Rugang Zhang was poring over cellular debris in his Houston lab when he spotted the invisible culprit behind a lifetime of silent damage: R-loops, rogue tangles of DNA and RNA, slipping out of aging cells’ nuclei and setting off false alarms in the body’s immune system. What his team at The University of Texas MD Anderson Cancer Center uncovered isn’t just a new chapter in the biology of aging—it’s a potential roadmap to slowing one of the root drivers of chronic disease.
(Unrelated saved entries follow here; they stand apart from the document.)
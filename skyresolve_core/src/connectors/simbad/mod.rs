//! SIMBAD via its TAP synchronous endpoint.

mod parse;

pub use parse::SimbadParser;

use super::{ParseSource, SourceConnector, UpstreamClient};
use crate::coords::Coordinate;
use crate::error::ResolveError;
use crate::federated::SearchOptions;
use crate::http::HttpRequest;
use crate::model::{Query, RawCandidate, Source};
use async_trait::async_trait;
use std::time::Duration;
use tokio_util::sync::CancellationToken;

/// Columns every query selects, in the order the parser expects to find
/// them by name.
const SELECT_COLUMNS: &str = "b.main_id, b.ra, b.dec, b.otype, b.sp_type, f.V, \
     b.galdim_majaxis, b.galdim_minaxis, b.morph_type, b.rvz_redshift, s.ids";

const JOINS: &str = "LEFT JOIN allfluxes AS f ON f.oidref = b.oid \
     LEFT JOIN ids AS s ON s.oidref = b.oid";

/// Upper bound on rows for identifier lookups; one object normally matches.
const IDENT_TOP: usize = 10;

pub struct SimbadConnector {
    upstream: UpstreamClient,
    tap_url: String,
}

impl SimbadConnector {
    pub fn new(upstream: UpstreamClient, tap_url: &str) -> Self {
        Self {
            upstream,
            tap_url: tap_url.to_string(),
        }
    }

    fn query_url(&self, adql: &str) -> String {
        format!(
            "{}?request=doQuery&lang=adql&format=json&query={}",
            self.tap_url,
            urlencoding::encode(adql)
        )
    }

    async fn run_adql(
        &self,
        adql: String,
        parser: SimbadParser,
        options: &SearchOptions,
    ) -> Result<Vec<RawCandidate>, ResolveError> {
        let url = self.query_url(&adql);
        let body = self
            .upstream
            .fetch(Source::Simbad, &options.cancel, || {
                HttpRequest::get(url.clone(), options.timeout, &options.cancel)
            })
            .await?;
        parser.parse(&body)
    }
}

/// ADQL lookup of one identifier through the `ident` table.
pub fn identifier_adql(identifier: &str) -> String {
    format!(
        "SELECT TOP {} {} FROM basic AS b JOIN ident AS i ON i.oidref = b.oid {} WHERE i.id = '{}'",
        IDENT_TOP,
        SELECT_COLUMNS,
        JOINS,
        escape_adql(identifier.trim())
    )
}

/// ADQL cone search ordered by distance from the centre.
pub fn cone_adql(center: &Coordinate, radius_deg: f64, limit: usize) -> String {
    format!(
        "SELECT TOP {limit} {cols} FROM basic AS b {joins} \
         WHERE CONTAINS(POINT('ICRS', b.ra, b.dec), CIRCLE('ICRS', {ra}, {dec}, {r})) = 1 \
         ORDER BY DISTANCE(POINT('ICRS', b.ra, b.dec), POINT('ICRS', {ra}, {dec})) ASC",
        limit = limit.max(1),
        cols = SELECT_COLUMNS,
        joins = JOINS,
        ra = center.ra,
        dec = center.dec,
        r = radius_deg,
    )
}

fn escape_adql(raw: &str) -> String {
    raw.replace('\'', "''")
}

#[async_trait]
impl SourceConnector for SimbadConnector {
    fn source(&self) -> Source {
        Source::Simbad
    }

    async fn search(
        &self,
        query: &Query,
        options: &SearchOptions,
    ) -> Result<Vec<RawCandidate>, ResolveError> {
        match query.coordinate {
            Some(center) => {
                let adql = cone_adql(&center, options.radius_deg, options.limit);
                let parser = SimbadParser::cone(center, options.radius_deg);
                self.run_adql(adql, parser, options).await
            }
            None => {
                let adql = identifier_adql(query.lookup_text());
                self.run_adql(adql, SimbadParser::identifier(), options)
                    .await
            }
        }
    }

    async fn probe(&self, timeout: Duration, cancel: &CancellationToken) -> Result<(), ResolveError> {
        let request = HttpRequest::get(
            self.query_url("SELECT TOP 1 main_id FROM basic"),
            timeout,
            cancel,
        );
        self.upstream.probe(Source::Simbad, request).await
    }
}

#[cfg(test)]
mod tests {
    use super::*;

    #[test]
    fn test_identifier_adql_escapes_quotes() {
        let adql = identifier_adql("Barnard's Star");
        assert!(adql.contains("i.id = 'Barnard''s Star'"));
        assert!(adql.starts_with("SELECT TOP 10 b.main_id"));
    }

    #[test]
    fn test_cone_adql_uses_contains_circle() {
        let adql = cone_adql(&Coordinate { ra: 10.68, dec: 41.27 }, 0.5, 5);
        assert!(adql.contains("CIRCLE('ICRS', 10.68, 41.27, 0.5)"));
        assert!(adql.contains("TOP 5"));
        assert!(adql.contains("ORDER BY DISTANCE"));
    }
}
For years, scientists have known that persistent inflammation, often called “inflammaging,” fuels conditions like cancer, diabetes, and heart disease. But the precise trigger remained elusive. Now, Zhang’s study, published in Nature Aging, reveals that in senescent cells—those that have stopped dividing but refuse to die—R-loops are increasingly shuttled from the nucleus into the cytoplasm by two proteins: DDX1 and XPO1. Once outside, these R-loops latch onto floating DNA fragments, tricking the immune system into launching a constant, unwarranted inflammatory response, like a fire alarm stuck in the on position.
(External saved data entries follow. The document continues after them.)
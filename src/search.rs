use std::time::Duration;

use tokio::sync::mpsc;
use tokio::time;
use tracing::trace;

/// Quiescence window between the last keystroke and the emitted query.
pub const DEBOUNCE_WINDOW: Duration = Duration::from_millis(500);

/// Trailing-edge debouncer for search input.
///
/// Feed every raw input change through [`SearchDebouncer::input`]. After
/// 500 ms without further input, exactly one query-change event is emitted
/// carrying the latest string; input arriving inside the window restarts
/// it. Dropping the debouncer cancels a pending emission without emitting.
///
/// This is a pure timing concern: the debouncer never issues network calls.
pub struct SearchDebouncer {
    tx: mpsc::UnboundedSender<String>,
}

impl SearchDebouncer {
    /// Spawn the debounce task and return the input handle plus the stream
    /// of settled queries. Must be called from within a tokio runtime.
    pub fn new() -> (Self, mpsc::UnboundedReceiver<String>) {
        Self::with_window(DEBOUNCE_WINDOW)
    }

    pub fn with_window(window: Duration) -> (Self, mpsc::UnboundedReceiver<String>) {
        let (tx, mut rx) = mpsc::unbounded_channel::<String>();
        let (out, settled) = mpsc::unbounded_channel();

        tokio::spawn(async move {
            while let Some(mut latest) = rx.recv().await {
                loop {
                    let sleep = time::sleep(window);
                    tokio::pin!(sleep);
                    tokio::select! {
                        next = rx.recv() => match next {
                            // New keystroke: keep it and restart the window.
                            Some(text) => latest = text,
                            // Handle dropped with an emission pending.
                            None => return,
                        },
                        () = &mut sleep => {
                            trace!("query settled: {:?}", latest);
                            if out.send(latest).is_err() {
                                return;
                            }
                            break;
                        }
                    }
                }
            }
        });

        (Self { tx }, settled)
    }

    /// Record a raw input change.
    pub fn input(&self, text: impl Into<String>) {
        let _ = self.tx.send(text.into());
    }
}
The breakthrough came when researchers blocked XPO1, the so-called “exit gate,” using KPT-330 (selinexor), an FDA-approved drug for multiple myeloma. In preclinical models, the treatment trapped R-loops inside the nucleus, halting the inflammatory cascade. The results were striking: inflammation markers dropped, liver fibrosis improved, fat accumulation reversed, muscle loss slowed, and, most remarkably, lifespan increased significantly. Because KPT-330 has already undergone human safety trials, the leap from lab to clinic could be shorter than usual.
Yet the team also discovered a delicate balance: this same inflammatory signal helps the immune system detect and destroy precancerous cells. Shutting it down completely could be risky. That’s why Zhang’s team is now eyeing DDX1, the protein that ferries R-loops to the exit, as a more precise target. Blocking DDX1 could silence the harmful noise of chronic inflammation without disabling the body’s early-warning system for cancer.
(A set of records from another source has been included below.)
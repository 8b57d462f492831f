//! Core wire types for the storefront marketplace console.
//!
//! This crate provides the data types exchanged between the console and a
//! marketplace backend: listing pages, service summaries and details, the
//! environment-variable schema that drives install forms, and the install
//! request/record pair.
//!
//! # Overview
//!
//! The main types are:
//!
//! - [`ServicePage`] - One page of listing results
//! - [`ServiceSummary`] - Brief service info for listings
//! - [`ServiceDetail`] - Full service metadata, fetched on demand
//! - [`EnvSchema`] - Declarative schema for install configuration
//! - [`InstallRequest`] - Payload of the mutating install call
//! - [`InstalledService`] - Record returned by a successful install
//!
//! # Example
//!
//! Fetching a listing page from a marketplace server:
//!
//! ```ignore
//! use storefront_core::{ServicePage, ServiceSummary};
//!
//! # async fn example() -> Result<(), Box<dyn std::error::Error>> {
//! let client = reqwest::Client::new();
//!
//! let page: ServicePage = client
//!     .get("http://localhost:8080/api/v1/services?page=1&page_size=100")
//!     .send()
//!     .await?
//!     .json()
//!     .await?;
//!
//! for svc in &page.services {
//!     println!("{}: {}", svc.id, svc.description);
//! }
//! # Ok(())
//! # }
//! ```

use std::collections::BTreeMap;

use jiff::Timestamp;
use serde::{Deserialize, Serialize};

/// One page of marketplace listings.
///
/// `services` preserves the server-defined ordering; the console appends
/// pages in fetch order and never reorders them. `total_count` is advisory
/// and may be absent.
#[derive(Debug, Clone, Serialize, Deserialize)]
pub struct ServicePage {
    pub services: Vec<ServiceSummary>,
    /// Whether another page exists after this one.
    pub has_more: bool,
    #[serde(default)]
    pub total_count: Option<u32>,
}

/// Summary information for a marketplace service.
///
/// Returned in paginated listings. For full metadata, fetch
/// [`ServiceDetail`] for the service's `id`.
#[derive(Debug, Clone, Serialize, Deserialize)]
pub struct ServiceSummary {
    /// Unique service identifier (e.g., `"postgres-connector"`).
    pub id: String,
    /// Human-readable name.
    pub name: String,
    /// Short description of the service.
    pub description: String,
    /// Service author.
    pub author: String,
    /// Runtime platform the service targets (e.g., `"node"`, `"python"`).
    pub platform: String,
    #[serde(default)]
    pub tags: Vec<String>,
    #[serde(default)]
    pub downloads: u64,
    #[serde(default)]
    pub github_stars: Option<u64>,
    /// License identifier (e.g., `"MIT"`).
    #[serde(default)]
    pub license: Option<String>,
    #[serde(default)]
    pub is_verified: bool,
    #[serde(default)]
    pub is_hosted: bool,
    /// When the service was last updated.
    pub last_updated: Timestamp,
    /// Present when the registry entry embeds its install schema directly.
    #[serde(default)]
    pub env_schema: Option<EnvSchema>,
}

/// Detailed information for a marketplace service.
///
/// Fetched lazily for the detail view and the install flow; never cached
/// across sessions.
#[derive(Debug, Clone, Serialize, Deserialize)]
pub struct ServiceDetail {
    /// Unique service identifier.
    pub id: String,
    /// Human-readable name.
    pub name: String,
    /// Short description of the service.
    pub description: String,
    /// Service author.
    pub author: String,
    /// Runtime platform the service targets.
    pub platform: String,
    #[serde(default)]
    pub tags: Vec<String>,
    #[serde(default)]
    pub downloads: u64,
    #[serde(default)]
    pub github_stars: Option<u64>,
    #[serde(default)]
    pub license: Option<String>,
    #[serde(default)]
    pub is_verified: bool,
    #[serde(default)]
    pub is_hosted: bool,
    /// When the service was last updated.
    pub last_updated: Timestamp,
    /// Shell command used for a local install, when applicable.
    #[serde(default)]
    pub install_command: Option<String>,
    /// Runtime requirements (e.g., `["node >= 18"]`).
    #[serde(default)]
    pub requirements: Vec<String>,
    /// Rendered README content.
    #[serde(default)]
    pub readme: Option<String>,
    /// Opaque server configuration blocks, passed through untouched.
    #[serde(default)]
    pub server_config: Option<serde_json::Value>,
    /// Source repository URL.
    #[serde(default)]
    pub repository: Option<String>,
    /// Homepage URL.
    #[serde(default)]
    pub homepage: Option<String>,
    /// Schema for the service's environment configuration. Absent means no
    /// configuration is needed to install.
    #[serde(default)]
    pub env_schema: Option<EnvSchema>,
}

/// Declarative schema for a service's environment configuration.
///
/// Drives the install confirmation form: one text input per property, with
/// `required` gating submission.
///
/// # Example
///
/// ```
/// use storefront_core::EnvSchema;
///
/// let schema: EnvSchema = serde_json::from_str(
///     r#"{
///         "properties": {"API_KEY": {"title": "API Key", "type": "string"}},
///         "required": ["API_KEY"]
///     }"#,
/// )
/// .unwrap();
///
/// assert!(schema.is_required("API_KEY"));
/// assert_eq!(schema.label("API_KEY"), "API Key");
/// ```
#[derive(Debug, Clone, Default, Serialize, Deserialize)]
pub struct EnvSchema {
    #[serde(default)]
    pub properties: BTreeMap<String, EnvProperty>,
    #[serde(default)]
    pub required: Vec<String>,
}

impl EnvSchema {
    /// Whether `key` must hold a non-empty value before install.
    pub fn is_required(&self, key: &str) -> bool {
        self.required.iter().any(|k| k == key)
    }

    /// Label shown for a field: the property title when present, else the key.
    pub fn label<'a>(&'a self, key: &'a str) -> &'a str {
        self.properties
            .get(key)
            .and_then(|p| p.title.as_deref())
            .unwrap_or(key)
    }
}

/// One property of an [`EnvSchema`].
#[derive(Debug, Clone, Default, Serialize, Deserialize)]
pub struct EnvProperty {
    #[serde(default)]
    pub title: Option<String>,
    #[serde(default)]
    pub description: Option<String>,
    /// Declared value type: `"string"`, `"number"`, `"boolean"`, `"array"`,
    /// or `"object"`. Unknown types get no format check.
    #[serde(rename = "type", default)]
    pub value_type: Option<String>,
    /// Default value used to prefill the install form.
    #[serde(default)]
    pub default: Option<serde_json::Value>,
    /// Allowed values, when the property is an enumeration.
    #[serde(rename = "enum", default)]
    pub choices: Option<Vec<String>>,
}

impl EnvProperty {
    /// Initial working text for an install form field.
    ///
    /// String defaults are used verbatim; other JSON defaults are rendered
    /// as their literal text.
    pub fn default_text(&self) -> String {
        match &self.default {
            Some(serde_json::Value::String(s)) => s.clone(),
            Some(v) => v.to_string(),
            None => String::new(),
        }
    }
}

/// Payload of the mutating install call.
///
/// `env_vars` holds only fields the user actually filled in, in form order;
/// empty optional fields are omitted rather than sent as empty strings.
#[derive(Debug, Clone, Serialize, Deserialize)]
pub struct InstallRequest {
    pub service_id: String,
    #[serde(default)]
    pub env_vars: Vec<(String, String)>,
}

/// Record returned by a successful install.
///
/// Opaque to the console beyond identity and timestamp; the backend owns
/// its shape.
#[derive(Debug, Clone, Serialize, Deserialize)]
pub struct InstalledService {
    pub service_id: String,
    pub name: String,
    pub installed_at: Timestamp,
    #[serde(default)]
    pub config: Option<serde_json::Value>,
}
While questions remain—like why aging cells export more R-loops in the first place—this research opens a new frontier in treating not just individual diseases, but the biological aging process itself. For millions facing age-related decline, the possibility of a treatment that targets the root cause, not just the symptoms, feels like a quiet revolution unfolding in a Houston laboratory.